En réalité, le Moyen-Orient est depuis longtemps en proie à de profonds conflits ethniques et sectaires. La crise au Yémen a donc exacerbé ces tensions déjà existantes. Le Yémen étant membre de la Ligue arabe, sa situation est une préoccupation commune pour le monde arabe. Lorsque le président yéménite Mansour Hadi et son gouvernement ont été chassés de la capitale Sanaa suite aux attaques des rebelles chiites houthis, l'Arabie saoudite a rapidement formé une coalition arabe pour mener des frappes aériennes et intervenir au Yémen. Bien que cette intervention ait répondu à un appel du gouvernement de Mansour Hadi, elle a également suscité de vives critiques de la part de plusieurs pays. L'Iran, en particulier, soutient que l'intervention militaire de la coalition arabe au Yémen viole le droit international et constitue un acte d'agression contre un État souverain. À certains égards, les frappes aériennes de la coalition arabe au Yémen n'ont pas bénéficié du soutien d'une résolution du Conseil de sécurité des Nations Unies.

L'Arabie saoudite, l'un des pays les plus influents de la Ligue arabe et nation à majorité sunnite, est intervenue au Yémen avec le soutien des États-Unis. Cette intervention militaire visait à soutenir les sunnites, affaiblis par les forces chiites houthistes. Parallèlement, l'Iran, pays à majorité chiite, a été accusé dans le monde arabe d'être impliqué dans la prise de pouvoir des Houthis. Bien que l'Iran ait nié ces accusations, les experts estiment que la légitimation rapide par l'Arabie saoudite de l'intervention de la coalition arabe au Yémen avait en réalité pour but de freiner l'influence iranienne dans le pays, considéré comme une zone d'influence pour l'Iran avant le Printemps arabe.

Lãnh đạo các nước Liên đoàn Arập nhóm họp tại Sharm el-Sheikh hôm 29/3.
Les dirigeants des pays de la Ligue arabe se sont réunis à Charm el-Cheikh le 29 mars.

Par ailleurs, deux facteurs clés contribuent au chaos et aux conflits au Moyen-Orient : la Turquie et Israël. La Turquie, à majorité sunnite et dirigée par un gouvernement sunnite, ne fait pas partie du monde arabe. Cependant, en tant que puissance régionale, elle ne restera certainement pas passive face à l’intensification de la compétition d’influence dans la région. Israël, de son côté, entretient des relations tendues avec le monde arabe et des relations hostiles avec l’Iran. Attiser les conflits, voire les affrontements, entre le monde arabe et l’Iran fait probablement partie de la stratégie israélienne, lui permettant d’en tirer profit. Dès lors, les accusations de la Ligue arabe concernant l’implication de l’Iran, d’Israël et de la Turquie dans la crise yéménite en particulier, et dans l’instabilité au Moyen-Orient en général, sont justifiées.

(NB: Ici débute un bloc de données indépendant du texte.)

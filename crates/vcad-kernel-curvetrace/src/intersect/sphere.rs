//! Ray-sphere intersection (quadratic equation).

use vcad_kernel_math::Vec3;

/// Intersect the line `org + t * dir` with a sphere.
///
/// Returns both roots `[near, far]`, unclipped. The geometric normal at a
/// root is `org + t * dir - center`.
pub fn intersect_sphere(org: &Vec3, dir: &Vec3, center: &Vec3, radius: f32) -> Option<[f32; 2]> {
    let o = org - center;

    // Quadratic: |o + t*d|^2 = r^2
    let a = dir.dot(dir);
    let b = 2.0 * dir.dot(&o);
    let c = o.dot(&o) - radius * radius;

    let disc = b * b - 4.0 * a * c;
    if !(disc >= 0.0) {
        return None;
    }
    let q = disc.sqrt();
    let rcp_2a = 1.0 / (2.0 * a);
    Some([(-b - q) * rcp_2a, (-b + q) * rcp_2a])
}

#[cfg(test)]
mod tests {
    use super::*;
    use approx::assert_relative_eq;

    #[test]
    fn test_through_center() {
        let [t0, t1] = intersect_sphere(
            &Vec3::new(-10.0, 0.0, 0.0),
            &Vec3::x(),
            &Vec3::zeros(),
            5.0,
        )
        .unwrap();
        assert_relative_eq!(t0, 5.0, epsilon = 1e-5);
        assert_relative_eq!(t1, 15.0, epsilon = 1e-5);
    }

    #[test]
    fn test_scaled_direction() {
        let [t0, _] = intersect_sphere(
            &Vec3::new(-10.0, 0.0, 0.0),
            &Vec3::new(2.0, 0.0, 0.0),
            &Vec3::zeros(),
            5.0,
        )
        .unwrap();
        assert_relative_eq!(t0, 2.5, epsilon = 1e-5);
    }

    #[test]
    fn test_miss() {
        assert!(intersect_sphere(
            &Vec3::new(-10.0, 10.0, 0.0),
            &Vec3::x(),
            &Vec3::zeros(),
            5.0
        )
        .is_none());
    }

    #[test]
    fn test_nan_direction_misses() {
        let dir = Vec3::new(f32::NAN, 0.0, 0.0);
        assert!(intersect_sphere(&Vec3::zeros(), &dir, &Vec3::x(), 1.0).is_none());
    }
}
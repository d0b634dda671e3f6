//! Operating system backed [`MemoryProvider`].

use std::ptr::NonNull;
use std::sync::atomic::{AtomicBool, Ordering};

use crate::{
    align_up, is_huge_page_candidate, page_size_for, AllocError, AllocFlags, MemoryProvider,
    Result,
};

/// Memory provider mapping anonymous pages from the operating system.
///
/// The first failed explicit huge page mapping disables further attempts
/// for the lifetime of the provider; later candidates go straight to the
/// regular mapping with a transparent huge page hint.
#[derive(Debug)]
pub struct OsMemory {
    try_direct_huge_pages: AtomicBool,
}

impl OsMemory {
    /// Create a provider that will attempt explicit huge pages.
    pub const fn new() -> Self {
        Self {
            try_direct_huge_pages: AtomicBool::new(true),
        }
    }

    /// Whether explicit huge page mappings are still attempted.
    pub fn direct_huge_pages_enabled(&self) -> bool {
        self.try_direct_huge_pages.load(Ordering::Relaxed)
    }

    fn map(&self, bytes: usize, flags: AllocFlags) -> Result<NonNull<u8>> {
        if bytes == 0 {
            return Ok(NonNull::dangling());
        }

        // rounding follows the size class even without huge pages so that
        // `free` and `shrink` recompute the same mapped length
        let huge = flags.huge_pages && is_huge_page_candidate(bytes);
        let bytes = align_up(bytes, page_size_for(bytes)).ok_or(AllocError::OutOfMemory { bytes })?;

        if huge && sys::HAS_DIRECT_HUGE_PAGES && self.direct_huge_pages_enabled() {
            // SAFETY: fresh anonymous mapping, no existing memory is touched
            match unsafe { sys::map(bytes, true) } {
                Some(ptr) => return Ok(ptr),
                None => {
                    self.try_direct_huge_pages.store(false, Ordering::Relaxed);
                    log::warn!(
                        "explicit huge page mapping of {} bytes failed, disabling direct huge pages",
                        bytes
                    );
                }
            }
        }

        // SAFETY: as above
        let ptr = unsafe { sys::map(bytes, false) }.ok_or(AllocError::OutOfMemory { bytes })?;
        if flags.huge_pages {
            // SAFETY: `ptr..ptr + bytes` was just mapped
            unsafe { sys::advise_huge_pages(ptr, bytes) };
        }
        Ok(ptr)
    }
}

impl Default for OsMemory {
    fn default() -> Self {
        Self::new()
    }
}

impl MemoryProvider for OsMemory {
    fn reserve(&self, bytes: usize) -> Result<NonNull<u8>> {
        // pages are populated on first touch, so reserving is allocating
        self.map(bytes, AllocFlags::default())
    }

    unsafe fn commit(&self, _ptr: NonNull<u8>, _bytes: usize) -> Result<()> {
        Ok(())
    }

    fn allocate(&self, bytes: usize, flags: AllocFlags) -> Result<NonNull<u8>> {
        self.map(bytes, flags)
    }

    unsafe fn shrink(&self, ptr: NonNull<u8>, new: usize, old: usize) -> Result<usize> {
        assert!(new <= old, "shrink cannot grow an allocation ({new} > {old})");
        let page = page_size_for(old);
        let mapped = align_up(old, page).ok_or(AllocError::OutOfMemory { bytes: old })?;
        let new = align_up(new, page).ok_or(AllocError::OutOfMemory { bytes: new })?;
        if new >= old || !sys::CAN_RELEASE_TAIL {
            return Ok(old);
        }
        let tail = mapped - new;
        // SAFETY: the tail lies inside the original mapping per the caller contract
        if sys::unmap(NonNull::new_unchecked(ptr.as_ptr().add(new)), tail) {
            Ok(new)
        } else {
            Err(AllocError::OutOfMemory { bytes: tail })
        }
    }

    unsafe fn free(&self, ptr: NonNull<u8>, bytes: usize) -> Result<()> {
        if bytes == 0 {
            return Ok(());
        }
        let bytes = align_up(bytes, page_size_for(bytes)).ok_or(AllocError::OutOfMemory { bytes })?;
        // SAFETY: caller contract
        if sys::unmap(ptr, bytes) {
            Ok(())
        } else {
            Err(AllocError::OutOfMemory { bytes })
        }
    }
}

#[cfg(unix)]
mod sys {
    use std::ptr::NonNull;

    pub const HAS_DIRECT_HUGE_PAGES: bool = cfg!(any(target_os = "linux", target_os = "android"));
    pub const CAN_RELEASE_TAIL: bool = true;

    pub unsafe fn map(bytes: usize, huge: bool) -> Option<NonNull<u8>> {
        let mut flags = libc::MAP_PRIVATE | libc::MAP_ANON;
        #[cfg(any(target_os = "linux", target_os = "android"))]
        if huge {
            flags |= libc::MAP_HUGETLB;
        }
        #[cfg(not(any(target_os = "linux", target_os = "android")))]
        let _ = huge;

        let ptr = libc::mmap(
            std::ptr::null_mut(),
            bytes,
            libc::PROT_READ | libc::PROT_WRITE,
            flags,
            -1,
            0,
        );
        if ptr == libc::MAP_FAILED {
            return None;
        }
        NonNull::new(ptr.cast())
    }

    pub unsafe fn advise_huge_pages(ptr: NonNull<u8>, bytes: usize) {
        #[cfg(target_os = "linux")]
        {
            // a refused hint leaves regular pages in place
            let _ = libc::madvise(ptr.as_ptr().cast(), bytes, libc::MADV_HUGEPAGE);
        }
        #[cfg(not(target_os = "linux"))]
        let _ = (ptr, bytes);
    }

    pub unsafe fn unmap(ptr: NonNull<u8>, bytes: usize) -> bool {
        libc::munmap(ptr.as_ptr().cast(), bytes) == 0
    }
}

#[cfg(not(unix))]
mod sys {
    use std::alloc::{alloc_zeroed, dealloc, Layout};
    use std::ptr::NonNull;

    use crate::page_size_for;

    pub const HAS_DIRECT_HUGE_PAGES: bool = false;
    // the global allocator cannot release a tail, the region stays whole
    pub const CAN_RELEASE_TAIL: bool = false;

    fn layout(bytes: usize) -> Option<Layout> {
        Layout::from_size_align(bytes, page_size_for(bytes)).ok()
    }

    pub unsafe fn map(bytes: usize, _huge: bool) -> Option<NonNull<u8>> {
        NonNull::new(alloc_zeroed(layout(bytes)?))
    }

    pub unsafe fn advise_huge_pages(_ptr: NonNull<u8>, _bytes: usize) {}

    pub unsafe fn unmap(ptr: NonNull<u8>, bytes: usize) -> bool {
        match layout(bytes) {
            Some(layout) => {
                dealloc(ptr.as_ptr(), layout);
                true
            }
            None => false,
        }
    }
}
//! Bounding volume hierarchy storage and hybrid packet traversal.
//!
//! Trees are built elsewhere and handed over as a [`NodeStore`]. The
//! [`HybridIntersector`] walks them for packets of up to 64 rays, culling
//! with a packet [`Frustum`] and falling back to single-ray walks for lanes
//! that stop following the packet.

mod frustum;
mod hybrid;
mod node;
mod single;
mod stack;
mod store;

#[cfg(any(test, feature = "testing"))]
pub mod testing;

pub use frustum::Frustum;
pub use hybrid::{Coherence, HybridIntersector, TraversalStats};
pub use node::{AlignedNode, NodeRef, MAX_LEAF_OFFSET, MAX_LEAF_PRIMITIVES};
pub use stack::{StackItem, TraversalStack, WalkMark};
pub use store::NodeStore;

Il est clair que la guerre civile actuelle au Yémen n'est plus seulement un conflit interne à un seul pays, mais est devenue indirectement un champ de bataille pour des conflits imbriqués, alimentés par des forces extérieures. L'opinion publique craint que la crise yéménite n'intensifie encore la lutte d'influence entre les puissances régionales, voire mondiales. Le peuple yéménite continuera donc d'en subir les conséquences. Et si les conflits avec les forces extérieures continuent de s'aggraver, il est peu probable que le conflit actuel au Yémen prenne fin.